• _Data entries_
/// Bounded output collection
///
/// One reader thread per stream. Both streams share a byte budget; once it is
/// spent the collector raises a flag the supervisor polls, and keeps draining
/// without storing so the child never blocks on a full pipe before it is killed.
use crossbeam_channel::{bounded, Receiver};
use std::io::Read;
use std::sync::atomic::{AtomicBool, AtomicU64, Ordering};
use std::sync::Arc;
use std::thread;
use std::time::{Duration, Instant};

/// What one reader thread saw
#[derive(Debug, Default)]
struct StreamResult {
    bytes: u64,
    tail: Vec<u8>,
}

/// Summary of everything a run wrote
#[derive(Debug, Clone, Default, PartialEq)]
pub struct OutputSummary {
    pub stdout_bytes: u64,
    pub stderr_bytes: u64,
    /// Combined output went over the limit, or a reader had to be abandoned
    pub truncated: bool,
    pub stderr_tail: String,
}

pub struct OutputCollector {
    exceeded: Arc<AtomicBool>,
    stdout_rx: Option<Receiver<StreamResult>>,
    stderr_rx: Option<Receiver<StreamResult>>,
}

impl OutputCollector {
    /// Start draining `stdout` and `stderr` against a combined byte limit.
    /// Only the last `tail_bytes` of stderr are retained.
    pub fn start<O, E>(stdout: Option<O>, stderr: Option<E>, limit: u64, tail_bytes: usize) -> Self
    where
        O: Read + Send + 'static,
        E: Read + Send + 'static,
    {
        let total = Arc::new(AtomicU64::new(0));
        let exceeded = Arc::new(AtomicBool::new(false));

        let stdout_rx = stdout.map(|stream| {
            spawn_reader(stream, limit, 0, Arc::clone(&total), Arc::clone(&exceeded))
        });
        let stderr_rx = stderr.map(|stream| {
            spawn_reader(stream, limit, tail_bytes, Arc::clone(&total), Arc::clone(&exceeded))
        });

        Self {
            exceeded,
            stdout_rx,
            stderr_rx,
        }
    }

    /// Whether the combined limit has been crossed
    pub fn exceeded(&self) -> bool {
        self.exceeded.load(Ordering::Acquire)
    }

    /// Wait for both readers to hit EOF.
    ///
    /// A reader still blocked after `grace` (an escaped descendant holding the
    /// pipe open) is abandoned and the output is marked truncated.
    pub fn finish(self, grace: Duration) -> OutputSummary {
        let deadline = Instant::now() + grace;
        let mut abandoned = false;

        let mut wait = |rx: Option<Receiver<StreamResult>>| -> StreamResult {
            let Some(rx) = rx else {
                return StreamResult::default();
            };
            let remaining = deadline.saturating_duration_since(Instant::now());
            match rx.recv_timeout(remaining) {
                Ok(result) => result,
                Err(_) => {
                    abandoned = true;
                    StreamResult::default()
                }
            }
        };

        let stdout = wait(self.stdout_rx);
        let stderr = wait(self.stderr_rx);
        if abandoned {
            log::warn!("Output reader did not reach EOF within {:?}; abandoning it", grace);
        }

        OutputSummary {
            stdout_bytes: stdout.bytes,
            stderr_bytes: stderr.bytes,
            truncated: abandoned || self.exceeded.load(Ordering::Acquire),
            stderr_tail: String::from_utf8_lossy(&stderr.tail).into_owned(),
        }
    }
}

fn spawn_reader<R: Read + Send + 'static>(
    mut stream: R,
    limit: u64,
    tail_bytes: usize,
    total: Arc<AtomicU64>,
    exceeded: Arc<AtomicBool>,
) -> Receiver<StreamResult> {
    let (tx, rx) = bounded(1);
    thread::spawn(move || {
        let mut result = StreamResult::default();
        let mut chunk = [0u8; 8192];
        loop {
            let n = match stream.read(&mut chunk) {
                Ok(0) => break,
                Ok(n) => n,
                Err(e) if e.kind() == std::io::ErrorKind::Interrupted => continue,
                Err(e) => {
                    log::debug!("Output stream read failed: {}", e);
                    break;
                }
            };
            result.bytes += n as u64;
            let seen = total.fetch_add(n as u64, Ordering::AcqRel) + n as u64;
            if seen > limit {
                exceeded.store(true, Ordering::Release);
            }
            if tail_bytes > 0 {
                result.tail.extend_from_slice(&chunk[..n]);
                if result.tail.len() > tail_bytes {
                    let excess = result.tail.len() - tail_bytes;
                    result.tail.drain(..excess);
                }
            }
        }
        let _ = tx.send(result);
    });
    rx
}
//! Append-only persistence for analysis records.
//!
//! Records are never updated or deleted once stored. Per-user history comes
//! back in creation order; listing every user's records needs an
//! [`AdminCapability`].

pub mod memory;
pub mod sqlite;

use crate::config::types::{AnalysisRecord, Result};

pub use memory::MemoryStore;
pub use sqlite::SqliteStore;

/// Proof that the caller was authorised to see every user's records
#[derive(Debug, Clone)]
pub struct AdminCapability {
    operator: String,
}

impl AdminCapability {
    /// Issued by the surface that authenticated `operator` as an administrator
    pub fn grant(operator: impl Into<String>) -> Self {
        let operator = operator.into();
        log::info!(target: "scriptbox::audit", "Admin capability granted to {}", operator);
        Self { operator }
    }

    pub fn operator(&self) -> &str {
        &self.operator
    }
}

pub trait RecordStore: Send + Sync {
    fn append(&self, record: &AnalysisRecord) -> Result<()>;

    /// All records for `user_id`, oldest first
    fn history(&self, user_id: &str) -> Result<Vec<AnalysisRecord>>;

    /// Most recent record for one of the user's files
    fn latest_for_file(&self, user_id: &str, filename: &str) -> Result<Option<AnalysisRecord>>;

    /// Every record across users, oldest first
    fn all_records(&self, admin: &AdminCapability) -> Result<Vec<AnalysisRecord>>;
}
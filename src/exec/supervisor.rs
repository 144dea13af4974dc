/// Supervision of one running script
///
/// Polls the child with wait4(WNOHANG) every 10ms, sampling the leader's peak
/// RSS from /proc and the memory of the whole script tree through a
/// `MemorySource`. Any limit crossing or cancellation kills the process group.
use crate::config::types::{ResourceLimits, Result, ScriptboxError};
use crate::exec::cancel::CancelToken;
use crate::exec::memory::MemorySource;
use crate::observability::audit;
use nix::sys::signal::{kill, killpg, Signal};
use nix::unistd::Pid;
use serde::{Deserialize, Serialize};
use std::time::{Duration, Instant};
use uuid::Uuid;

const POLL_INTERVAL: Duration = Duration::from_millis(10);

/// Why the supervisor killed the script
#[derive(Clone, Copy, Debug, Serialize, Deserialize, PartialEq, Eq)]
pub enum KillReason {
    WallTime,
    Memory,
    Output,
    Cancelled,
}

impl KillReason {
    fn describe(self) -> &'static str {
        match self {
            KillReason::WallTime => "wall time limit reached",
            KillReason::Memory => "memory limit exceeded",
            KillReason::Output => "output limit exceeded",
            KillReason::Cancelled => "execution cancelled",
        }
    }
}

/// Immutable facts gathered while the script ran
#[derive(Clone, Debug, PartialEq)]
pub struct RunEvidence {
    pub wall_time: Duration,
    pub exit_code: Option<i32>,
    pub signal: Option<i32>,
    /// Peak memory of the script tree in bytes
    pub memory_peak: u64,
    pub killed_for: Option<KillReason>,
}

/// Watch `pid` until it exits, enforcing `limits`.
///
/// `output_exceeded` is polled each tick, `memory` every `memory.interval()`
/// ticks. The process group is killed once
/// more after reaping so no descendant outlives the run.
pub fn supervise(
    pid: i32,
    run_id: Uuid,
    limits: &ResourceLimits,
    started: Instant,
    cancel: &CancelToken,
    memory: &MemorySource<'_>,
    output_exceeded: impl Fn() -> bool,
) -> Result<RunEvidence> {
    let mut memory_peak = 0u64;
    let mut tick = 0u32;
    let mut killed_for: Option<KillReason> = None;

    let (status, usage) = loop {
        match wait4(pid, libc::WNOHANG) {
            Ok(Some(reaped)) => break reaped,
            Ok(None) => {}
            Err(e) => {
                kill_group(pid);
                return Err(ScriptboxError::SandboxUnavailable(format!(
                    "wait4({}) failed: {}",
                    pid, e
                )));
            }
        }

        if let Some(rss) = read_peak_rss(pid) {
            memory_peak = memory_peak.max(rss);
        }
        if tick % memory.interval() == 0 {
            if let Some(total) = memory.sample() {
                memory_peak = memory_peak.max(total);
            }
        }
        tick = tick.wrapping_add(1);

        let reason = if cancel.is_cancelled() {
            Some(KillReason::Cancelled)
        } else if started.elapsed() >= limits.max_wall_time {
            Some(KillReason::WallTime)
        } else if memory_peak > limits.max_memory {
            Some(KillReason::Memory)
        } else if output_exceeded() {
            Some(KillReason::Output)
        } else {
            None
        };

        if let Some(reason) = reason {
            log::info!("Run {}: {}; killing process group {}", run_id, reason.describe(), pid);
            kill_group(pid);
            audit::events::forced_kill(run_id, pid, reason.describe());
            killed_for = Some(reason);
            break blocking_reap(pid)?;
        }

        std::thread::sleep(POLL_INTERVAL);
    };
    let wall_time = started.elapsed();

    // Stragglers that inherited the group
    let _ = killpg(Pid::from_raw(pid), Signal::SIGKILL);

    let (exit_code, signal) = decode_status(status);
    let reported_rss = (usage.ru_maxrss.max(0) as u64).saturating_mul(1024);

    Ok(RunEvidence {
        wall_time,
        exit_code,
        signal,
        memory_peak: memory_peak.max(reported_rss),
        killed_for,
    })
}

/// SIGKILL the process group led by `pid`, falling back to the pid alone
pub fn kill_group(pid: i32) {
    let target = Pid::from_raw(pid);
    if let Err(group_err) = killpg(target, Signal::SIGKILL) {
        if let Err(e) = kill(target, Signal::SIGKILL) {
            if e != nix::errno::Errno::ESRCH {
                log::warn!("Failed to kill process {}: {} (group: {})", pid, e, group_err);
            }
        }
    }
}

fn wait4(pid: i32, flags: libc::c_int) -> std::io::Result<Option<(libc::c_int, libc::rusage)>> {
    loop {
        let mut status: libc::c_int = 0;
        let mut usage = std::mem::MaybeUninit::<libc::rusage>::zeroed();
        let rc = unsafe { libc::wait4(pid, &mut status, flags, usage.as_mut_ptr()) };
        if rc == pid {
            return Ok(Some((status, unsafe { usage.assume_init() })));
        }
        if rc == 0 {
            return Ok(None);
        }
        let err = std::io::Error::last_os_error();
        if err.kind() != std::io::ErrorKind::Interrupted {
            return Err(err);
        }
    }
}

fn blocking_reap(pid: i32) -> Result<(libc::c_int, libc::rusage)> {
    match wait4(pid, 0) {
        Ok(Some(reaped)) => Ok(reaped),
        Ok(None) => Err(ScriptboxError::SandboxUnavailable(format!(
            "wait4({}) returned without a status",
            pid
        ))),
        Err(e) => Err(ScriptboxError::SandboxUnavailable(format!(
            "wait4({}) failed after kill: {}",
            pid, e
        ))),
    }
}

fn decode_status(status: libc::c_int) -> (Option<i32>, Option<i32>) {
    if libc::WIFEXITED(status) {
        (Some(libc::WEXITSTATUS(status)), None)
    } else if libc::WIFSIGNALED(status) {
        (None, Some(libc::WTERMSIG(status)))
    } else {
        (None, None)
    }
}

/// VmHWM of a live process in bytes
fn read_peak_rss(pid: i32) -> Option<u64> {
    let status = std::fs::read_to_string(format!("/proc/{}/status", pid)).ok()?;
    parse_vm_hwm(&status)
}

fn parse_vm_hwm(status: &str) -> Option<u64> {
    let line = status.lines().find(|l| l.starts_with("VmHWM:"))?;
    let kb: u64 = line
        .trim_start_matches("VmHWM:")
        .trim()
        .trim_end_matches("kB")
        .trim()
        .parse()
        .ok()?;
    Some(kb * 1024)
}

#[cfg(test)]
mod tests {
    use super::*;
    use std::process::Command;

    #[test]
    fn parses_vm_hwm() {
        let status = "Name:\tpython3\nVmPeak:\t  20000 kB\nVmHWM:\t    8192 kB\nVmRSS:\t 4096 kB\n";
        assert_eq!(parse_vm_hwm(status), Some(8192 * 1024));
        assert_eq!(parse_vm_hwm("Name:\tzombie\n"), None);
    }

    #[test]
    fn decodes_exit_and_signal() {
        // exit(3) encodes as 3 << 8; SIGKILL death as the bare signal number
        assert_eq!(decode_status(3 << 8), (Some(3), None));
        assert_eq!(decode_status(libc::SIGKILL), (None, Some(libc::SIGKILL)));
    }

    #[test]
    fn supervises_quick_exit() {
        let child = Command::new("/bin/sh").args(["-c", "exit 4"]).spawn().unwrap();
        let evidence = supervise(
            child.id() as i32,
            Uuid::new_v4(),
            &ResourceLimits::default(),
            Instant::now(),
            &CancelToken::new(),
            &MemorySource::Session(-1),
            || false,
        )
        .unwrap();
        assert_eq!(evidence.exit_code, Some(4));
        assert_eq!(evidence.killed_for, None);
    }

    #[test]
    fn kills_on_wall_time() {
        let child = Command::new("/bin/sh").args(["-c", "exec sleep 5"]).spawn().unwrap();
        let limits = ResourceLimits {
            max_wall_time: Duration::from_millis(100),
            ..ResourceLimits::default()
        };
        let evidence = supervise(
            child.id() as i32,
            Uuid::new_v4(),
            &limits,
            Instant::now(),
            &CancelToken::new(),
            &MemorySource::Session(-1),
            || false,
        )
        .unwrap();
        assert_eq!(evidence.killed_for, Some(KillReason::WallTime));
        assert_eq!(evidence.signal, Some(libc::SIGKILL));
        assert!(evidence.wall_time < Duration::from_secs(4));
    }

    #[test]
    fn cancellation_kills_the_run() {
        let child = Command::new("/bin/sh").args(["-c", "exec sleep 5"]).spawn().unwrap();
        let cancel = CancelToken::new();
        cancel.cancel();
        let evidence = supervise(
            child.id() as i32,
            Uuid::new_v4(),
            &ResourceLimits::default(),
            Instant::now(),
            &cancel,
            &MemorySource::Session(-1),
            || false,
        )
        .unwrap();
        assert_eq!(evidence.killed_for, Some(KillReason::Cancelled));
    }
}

...

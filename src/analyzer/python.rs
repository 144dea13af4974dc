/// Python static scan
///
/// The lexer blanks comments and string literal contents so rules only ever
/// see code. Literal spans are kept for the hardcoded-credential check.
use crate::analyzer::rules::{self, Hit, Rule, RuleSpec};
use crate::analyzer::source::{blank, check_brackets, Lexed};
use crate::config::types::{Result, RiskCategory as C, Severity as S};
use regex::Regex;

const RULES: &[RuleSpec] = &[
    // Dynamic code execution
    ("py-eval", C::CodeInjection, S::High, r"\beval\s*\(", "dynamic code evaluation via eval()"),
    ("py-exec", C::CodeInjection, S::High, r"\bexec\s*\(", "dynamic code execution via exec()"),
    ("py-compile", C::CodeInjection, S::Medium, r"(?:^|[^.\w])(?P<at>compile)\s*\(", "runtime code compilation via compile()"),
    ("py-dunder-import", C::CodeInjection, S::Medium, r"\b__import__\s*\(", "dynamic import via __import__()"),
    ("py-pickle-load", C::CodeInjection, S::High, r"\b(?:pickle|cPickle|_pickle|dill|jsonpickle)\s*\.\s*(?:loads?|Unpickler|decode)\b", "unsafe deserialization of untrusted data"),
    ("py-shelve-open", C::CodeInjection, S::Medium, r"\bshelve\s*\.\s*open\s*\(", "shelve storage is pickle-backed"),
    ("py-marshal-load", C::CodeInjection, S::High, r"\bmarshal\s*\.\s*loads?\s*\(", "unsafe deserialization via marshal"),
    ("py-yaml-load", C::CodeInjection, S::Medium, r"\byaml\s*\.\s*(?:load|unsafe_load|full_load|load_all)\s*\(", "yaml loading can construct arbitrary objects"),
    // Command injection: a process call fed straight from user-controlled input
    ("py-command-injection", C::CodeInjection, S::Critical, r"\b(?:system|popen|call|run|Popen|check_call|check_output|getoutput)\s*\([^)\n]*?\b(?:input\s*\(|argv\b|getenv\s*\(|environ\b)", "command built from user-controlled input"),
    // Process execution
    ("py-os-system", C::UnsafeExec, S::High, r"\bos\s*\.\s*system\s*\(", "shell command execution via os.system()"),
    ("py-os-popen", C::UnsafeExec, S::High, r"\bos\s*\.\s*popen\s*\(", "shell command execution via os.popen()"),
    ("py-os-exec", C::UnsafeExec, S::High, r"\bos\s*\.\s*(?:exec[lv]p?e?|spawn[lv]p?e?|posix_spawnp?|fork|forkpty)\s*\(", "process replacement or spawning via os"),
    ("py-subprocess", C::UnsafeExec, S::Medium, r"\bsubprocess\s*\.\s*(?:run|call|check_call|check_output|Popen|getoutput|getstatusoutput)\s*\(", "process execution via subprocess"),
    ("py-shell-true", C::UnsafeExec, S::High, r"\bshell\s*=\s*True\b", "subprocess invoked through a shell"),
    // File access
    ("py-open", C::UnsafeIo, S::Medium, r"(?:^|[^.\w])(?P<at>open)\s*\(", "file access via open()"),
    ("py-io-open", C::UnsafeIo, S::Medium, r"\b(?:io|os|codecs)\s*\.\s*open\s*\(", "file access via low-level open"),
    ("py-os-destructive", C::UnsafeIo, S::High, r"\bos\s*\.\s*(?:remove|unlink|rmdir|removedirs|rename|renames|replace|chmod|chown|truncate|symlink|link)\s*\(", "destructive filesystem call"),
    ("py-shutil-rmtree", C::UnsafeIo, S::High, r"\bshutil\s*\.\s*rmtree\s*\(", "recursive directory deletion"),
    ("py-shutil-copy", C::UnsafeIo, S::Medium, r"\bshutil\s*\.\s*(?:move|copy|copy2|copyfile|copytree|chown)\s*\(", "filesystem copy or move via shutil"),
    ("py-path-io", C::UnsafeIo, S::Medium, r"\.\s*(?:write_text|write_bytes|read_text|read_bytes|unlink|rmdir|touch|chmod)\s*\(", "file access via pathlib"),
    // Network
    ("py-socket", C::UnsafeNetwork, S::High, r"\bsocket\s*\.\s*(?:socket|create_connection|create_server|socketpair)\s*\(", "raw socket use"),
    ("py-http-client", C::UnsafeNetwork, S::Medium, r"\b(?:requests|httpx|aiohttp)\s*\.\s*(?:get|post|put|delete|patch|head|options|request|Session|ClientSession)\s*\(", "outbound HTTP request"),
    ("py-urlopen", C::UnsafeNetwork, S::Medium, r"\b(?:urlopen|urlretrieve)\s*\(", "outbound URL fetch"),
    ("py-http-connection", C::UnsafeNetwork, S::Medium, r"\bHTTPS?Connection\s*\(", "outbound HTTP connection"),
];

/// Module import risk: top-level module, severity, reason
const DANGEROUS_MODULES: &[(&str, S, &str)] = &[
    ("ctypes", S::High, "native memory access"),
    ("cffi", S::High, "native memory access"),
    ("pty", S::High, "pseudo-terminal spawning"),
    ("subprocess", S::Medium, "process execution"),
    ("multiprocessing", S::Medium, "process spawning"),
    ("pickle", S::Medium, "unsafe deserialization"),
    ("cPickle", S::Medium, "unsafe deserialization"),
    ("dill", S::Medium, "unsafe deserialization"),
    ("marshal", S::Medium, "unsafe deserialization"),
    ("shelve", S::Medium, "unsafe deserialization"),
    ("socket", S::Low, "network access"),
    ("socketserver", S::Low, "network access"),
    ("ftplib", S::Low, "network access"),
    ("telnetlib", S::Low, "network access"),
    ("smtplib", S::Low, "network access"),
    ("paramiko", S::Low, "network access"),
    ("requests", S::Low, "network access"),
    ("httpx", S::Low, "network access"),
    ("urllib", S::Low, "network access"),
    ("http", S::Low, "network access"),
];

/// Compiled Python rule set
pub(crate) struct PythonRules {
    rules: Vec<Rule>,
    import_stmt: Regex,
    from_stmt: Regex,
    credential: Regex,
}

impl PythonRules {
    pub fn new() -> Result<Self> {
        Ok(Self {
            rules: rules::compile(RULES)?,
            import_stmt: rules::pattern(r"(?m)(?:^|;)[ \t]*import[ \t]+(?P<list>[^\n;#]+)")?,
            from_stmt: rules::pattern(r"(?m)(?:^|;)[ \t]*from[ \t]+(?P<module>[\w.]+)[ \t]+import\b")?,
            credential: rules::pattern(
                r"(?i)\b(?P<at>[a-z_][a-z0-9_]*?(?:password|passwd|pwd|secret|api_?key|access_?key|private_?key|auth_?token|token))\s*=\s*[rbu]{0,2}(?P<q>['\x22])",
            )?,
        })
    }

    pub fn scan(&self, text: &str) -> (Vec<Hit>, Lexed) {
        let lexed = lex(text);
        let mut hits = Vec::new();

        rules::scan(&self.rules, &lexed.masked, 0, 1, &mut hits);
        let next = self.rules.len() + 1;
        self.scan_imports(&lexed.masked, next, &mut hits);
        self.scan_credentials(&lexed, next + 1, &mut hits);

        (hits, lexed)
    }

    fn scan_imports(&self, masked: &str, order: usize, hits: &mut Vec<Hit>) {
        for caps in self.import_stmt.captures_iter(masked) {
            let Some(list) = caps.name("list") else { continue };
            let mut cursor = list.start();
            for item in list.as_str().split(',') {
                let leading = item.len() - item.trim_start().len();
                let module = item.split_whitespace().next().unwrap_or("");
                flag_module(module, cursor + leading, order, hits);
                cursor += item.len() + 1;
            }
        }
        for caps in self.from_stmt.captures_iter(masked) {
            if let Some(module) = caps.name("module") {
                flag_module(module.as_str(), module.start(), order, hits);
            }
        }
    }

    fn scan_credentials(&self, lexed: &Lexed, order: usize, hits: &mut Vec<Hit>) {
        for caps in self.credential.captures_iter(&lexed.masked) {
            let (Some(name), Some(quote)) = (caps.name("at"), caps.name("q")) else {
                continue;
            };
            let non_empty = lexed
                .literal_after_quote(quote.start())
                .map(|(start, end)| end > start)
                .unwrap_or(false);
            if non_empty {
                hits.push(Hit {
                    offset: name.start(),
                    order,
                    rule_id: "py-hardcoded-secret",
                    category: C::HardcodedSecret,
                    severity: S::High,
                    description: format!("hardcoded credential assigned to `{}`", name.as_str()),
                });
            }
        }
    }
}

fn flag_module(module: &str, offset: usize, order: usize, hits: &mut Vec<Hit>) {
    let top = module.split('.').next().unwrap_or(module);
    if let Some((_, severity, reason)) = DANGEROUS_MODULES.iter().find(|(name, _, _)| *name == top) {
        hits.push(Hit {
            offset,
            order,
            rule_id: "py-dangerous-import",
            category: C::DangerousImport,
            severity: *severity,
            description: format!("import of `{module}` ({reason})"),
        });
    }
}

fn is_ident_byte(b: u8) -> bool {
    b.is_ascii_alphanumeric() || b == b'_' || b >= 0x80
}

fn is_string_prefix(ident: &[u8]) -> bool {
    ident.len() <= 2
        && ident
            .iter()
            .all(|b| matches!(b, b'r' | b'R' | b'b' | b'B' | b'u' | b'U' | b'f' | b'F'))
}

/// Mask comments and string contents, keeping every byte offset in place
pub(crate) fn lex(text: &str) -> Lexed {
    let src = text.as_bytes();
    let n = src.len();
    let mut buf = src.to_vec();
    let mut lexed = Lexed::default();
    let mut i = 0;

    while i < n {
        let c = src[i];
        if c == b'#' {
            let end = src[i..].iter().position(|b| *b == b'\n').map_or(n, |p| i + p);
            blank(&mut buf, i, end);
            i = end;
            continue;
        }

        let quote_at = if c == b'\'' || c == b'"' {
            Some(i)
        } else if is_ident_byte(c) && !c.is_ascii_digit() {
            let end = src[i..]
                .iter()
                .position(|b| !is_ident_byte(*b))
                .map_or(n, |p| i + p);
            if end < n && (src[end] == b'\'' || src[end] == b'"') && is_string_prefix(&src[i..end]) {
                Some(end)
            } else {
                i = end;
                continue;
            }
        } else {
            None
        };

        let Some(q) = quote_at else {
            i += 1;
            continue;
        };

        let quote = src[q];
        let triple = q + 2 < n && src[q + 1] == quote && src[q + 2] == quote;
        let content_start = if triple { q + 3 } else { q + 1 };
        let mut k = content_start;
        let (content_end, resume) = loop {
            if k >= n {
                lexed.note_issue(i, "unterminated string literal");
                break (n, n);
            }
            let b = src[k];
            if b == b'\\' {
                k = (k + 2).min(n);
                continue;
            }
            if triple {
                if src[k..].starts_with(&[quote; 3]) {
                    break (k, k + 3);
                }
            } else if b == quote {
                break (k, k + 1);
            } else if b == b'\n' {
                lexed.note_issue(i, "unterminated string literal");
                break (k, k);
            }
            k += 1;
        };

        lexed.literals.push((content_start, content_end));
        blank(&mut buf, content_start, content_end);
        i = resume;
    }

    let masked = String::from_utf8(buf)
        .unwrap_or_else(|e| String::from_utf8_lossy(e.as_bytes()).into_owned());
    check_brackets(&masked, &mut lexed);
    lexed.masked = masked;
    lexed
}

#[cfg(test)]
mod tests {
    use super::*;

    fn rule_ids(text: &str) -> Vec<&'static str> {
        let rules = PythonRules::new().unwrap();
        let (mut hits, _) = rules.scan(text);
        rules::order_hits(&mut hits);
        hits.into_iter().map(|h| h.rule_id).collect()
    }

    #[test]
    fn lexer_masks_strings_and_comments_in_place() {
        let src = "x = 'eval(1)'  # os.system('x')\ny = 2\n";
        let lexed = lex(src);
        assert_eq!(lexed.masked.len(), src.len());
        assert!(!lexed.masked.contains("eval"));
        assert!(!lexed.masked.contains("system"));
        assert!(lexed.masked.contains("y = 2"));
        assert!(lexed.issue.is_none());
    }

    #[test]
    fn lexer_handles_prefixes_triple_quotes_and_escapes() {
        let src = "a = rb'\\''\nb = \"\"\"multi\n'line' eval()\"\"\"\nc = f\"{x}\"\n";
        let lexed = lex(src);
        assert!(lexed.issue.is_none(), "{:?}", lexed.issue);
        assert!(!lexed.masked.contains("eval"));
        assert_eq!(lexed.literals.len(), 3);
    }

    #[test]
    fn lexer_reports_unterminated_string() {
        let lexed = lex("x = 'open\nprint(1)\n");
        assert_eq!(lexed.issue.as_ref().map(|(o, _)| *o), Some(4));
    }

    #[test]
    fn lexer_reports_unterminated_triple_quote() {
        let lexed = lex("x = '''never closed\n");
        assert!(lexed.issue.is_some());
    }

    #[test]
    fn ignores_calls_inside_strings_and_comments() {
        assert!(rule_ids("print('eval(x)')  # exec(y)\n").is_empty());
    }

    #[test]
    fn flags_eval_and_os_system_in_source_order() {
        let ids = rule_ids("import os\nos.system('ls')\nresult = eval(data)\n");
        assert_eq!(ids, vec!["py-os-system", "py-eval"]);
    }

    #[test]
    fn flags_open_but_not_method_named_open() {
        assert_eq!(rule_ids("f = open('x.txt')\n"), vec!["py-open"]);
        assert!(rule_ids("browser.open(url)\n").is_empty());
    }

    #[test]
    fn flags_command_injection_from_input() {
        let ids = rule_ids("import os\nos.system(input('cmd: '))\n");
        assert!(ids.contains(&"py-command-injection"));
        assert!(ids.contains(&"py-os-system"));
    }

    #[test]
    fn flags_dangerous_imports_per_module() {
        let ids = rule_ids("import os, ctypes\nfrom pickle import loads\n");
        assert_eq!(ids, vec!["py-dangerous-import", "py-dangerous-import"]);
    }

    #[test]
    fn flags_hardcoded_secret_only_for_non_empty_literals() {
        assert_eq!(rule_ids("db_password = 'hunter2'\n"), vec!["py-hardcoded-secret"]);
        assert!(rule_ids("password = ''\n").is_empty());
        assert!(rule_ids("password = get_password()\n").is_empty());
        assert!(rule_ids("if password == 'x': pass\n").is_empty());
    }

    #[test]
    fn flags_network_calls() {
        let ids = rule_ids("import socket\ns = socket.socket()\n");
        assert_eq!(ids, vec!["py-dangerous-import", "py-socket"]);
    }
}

• _WHAT YOU WILL DO_
Each line of the entries above that includes "ScriptboxError" counts once; state how many such lines there are, with the number as the only answer.

• _RESULT FOR THIS TASK_
4